Stored data entries:
<<<<

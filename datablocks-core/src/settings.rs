//! User settings file (`~/.config/datablocks/settings.toml`).
//!
//! Every key is optional; a missing file is the same as an empty one.
//!
//! ```toml
//! [catalog]
//! root = "/srv/open-data"
//!
//! [glossarize]
//! timeout_secs = 60
//! use_cache = true
//!
//! [workflow]
//! name = "datablocks"
//! ```

use std::io;
use std::path::{Path, PathBuf};

use serde::{Deserialize, Serialize};
use thiserror::Error;

/// Default wall-clock limit for a single sizing download.
pub const DEFAULT_TIMEOUT_SECS: u64 = 60;

/// Default workflow name; the DAG file is written as `<name>_dag.py`.
pub const DEFAULT_WORKFLOW_NAME: &str = "datablocks";

#[derive(Debug, Error)]
pub enum SettingsError {
    #[error("I/O error on {path}: {source}")]
    Io { path: String, source: io::Error },

    #[error("invalid settings file {path}: {source}")]
    Parse {
        path: String,
        source: toml::de::Error,
    },

    #[error("could not serialize settings: {0}")]
    Serialize(#[from] toml::ser::Error),
}

#[derive(Debug, Clone, Default, PartialEq, Serialize, Deserialize)]
pub struct Settings {
    #[serde(default)]
    pub catalog: CatalogSettings,
    #[serde(default)]
    pub glossarize: GlossarizeSettings,
    #[serde(default)]
    pub workflow: WorkflowSettings,
}

#[derive(Debug, Clone, Default, PartialEq, Serialize, Deserialize)]
pub struct CatalogSettings {
    #[serde(default, skip_serializing_if = "Option::is_none")]
    pub root: Option<PathBuf>,
}

#[derive(Debug, Clone, PartialEq, Serialize, Deserialize)]
pub struct GlossarizeSettings {
    #[serde(default = "default_timeout")]
    pub timeout_secs: u64,
    #[serde(default = "default_true")]
    pub use_cache: bool,
}

impl Default for GlossarizeSettings {
    fn default() -> Self {
        Self {
            timeout_secs: DEFAULT_TIMEOUT_SECS,
            use_cache: true,
        }
    }
}

#[derive(Debug, Clone, PartialEq, Serialize, Deserialize)]
pub struct WorkflowSettings {
    #[serde(default = "default_workflow_name")]
    pub name: String,
}

impl Default for WorkflowSettings {
    fn default() -> Self {
        Self {
            name: DEFAULT_WORKFLOW_NAME.to_string(),
        }
    }
}

fn default_timeout() -> u64 {
    DEFAULT_TIMEOUT_SECS
}

fn default_true() -> bool {
    true
}

fn default_workflow_name() -> String {
    DEFAULT_WORKFLOW_NAME.to_string()
}

/// Canonical path to the settings file: `~/.config/datablocks/settings.toml`.
pub fn settings_path() -> PathBuf {
    let config = dirs::config_dir().unwrap_or_else(|| PathBuf::from("."));
    config.join("datablocks").join("settings.toml")
}

impl Settings {
    /// Load from the canonical location.
    pub fn load() -> Result<Self, SettingsError> {
        Self::load_from(&settings_path())
    }

    pub fn load_from(path: &Path) -> Result<Self, SettingsError> {
        let contents = match std::fs::read_to_string(path) {
            Ok(c) => c,
            Err(e) if e.kind() == io::ErrorKind::NotFound => return Ok(Self::default()),
            Err(e) => {
                return Err(SettingsError::Io {
                    path: path.display().to_string(),
                    source: e,
                });
            }
        };
        toml::from_str(&contents).map_err(|e| SettingsError::Parse {
            path: path.display().to_string(),
            source: e,
        })
    }

    /// Write atomically (temp file + rename).
    pub fn save_to(&self, path: &Path) -> Result<(), SettingsError> {
        let io_err = |e: io::Error| SettingsError::Io {
            path: path.display().to_string(),
            source: e,
        };
        if let Some(parent) = path.parent() {
            std::fs::create_dir_all(parent).map_err(io_err)?;
        }
        let serialized = toml::to_string_pretty(self)?;
        let tmp = path.with_extension("toml.tmp");
        std::fs::write(&tmp, serialized).map_err(io_err)?;
        std::fs::rename(&tmp, path).map_err(io_err)?;
        Ok(())
    }

    /// Resolve the catalog root using a priority chain:
    ///
    /// 1. CLI override (if `Some`)
    /// 2. `catalog.root` from the settings file
    /// 3. Current working directory
    pub fn resolve_root(&self, cli_override: Option<PathBuf>) -> PathBuf {
        if let Some(p) = cli_override {
            return p;
        }
        if let Some(p) = &self.catalog.root {
            return p.clone();
        }
        std::env::current_dir().unwrap_or_else(|_| PathBuf::from("."))
    }
}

>>>>

Look above for the line with "let io_err = |e: io::Error|" and the line with "std::fs::write(&tmp, serialized).map_err(io_err)?;". Retype those two lines and every line between them exactly, adding nothing.

### TASK OUTPUT
        let io_err = |e: io::Error| SettingsError::Io {
            path: path.display().to_string(),
            source: e,
        };
        if let Some(parent) = path.parent() {
            std::fs::create_dir_all(parent).map_err(io_err)?;
        }
        let serialized = toml::to_string_pretty(self)?;
        let tmp = path.with_extension("toml.tmp");
        std::fs::write(&tmp, serialized).map_err(io_err)?;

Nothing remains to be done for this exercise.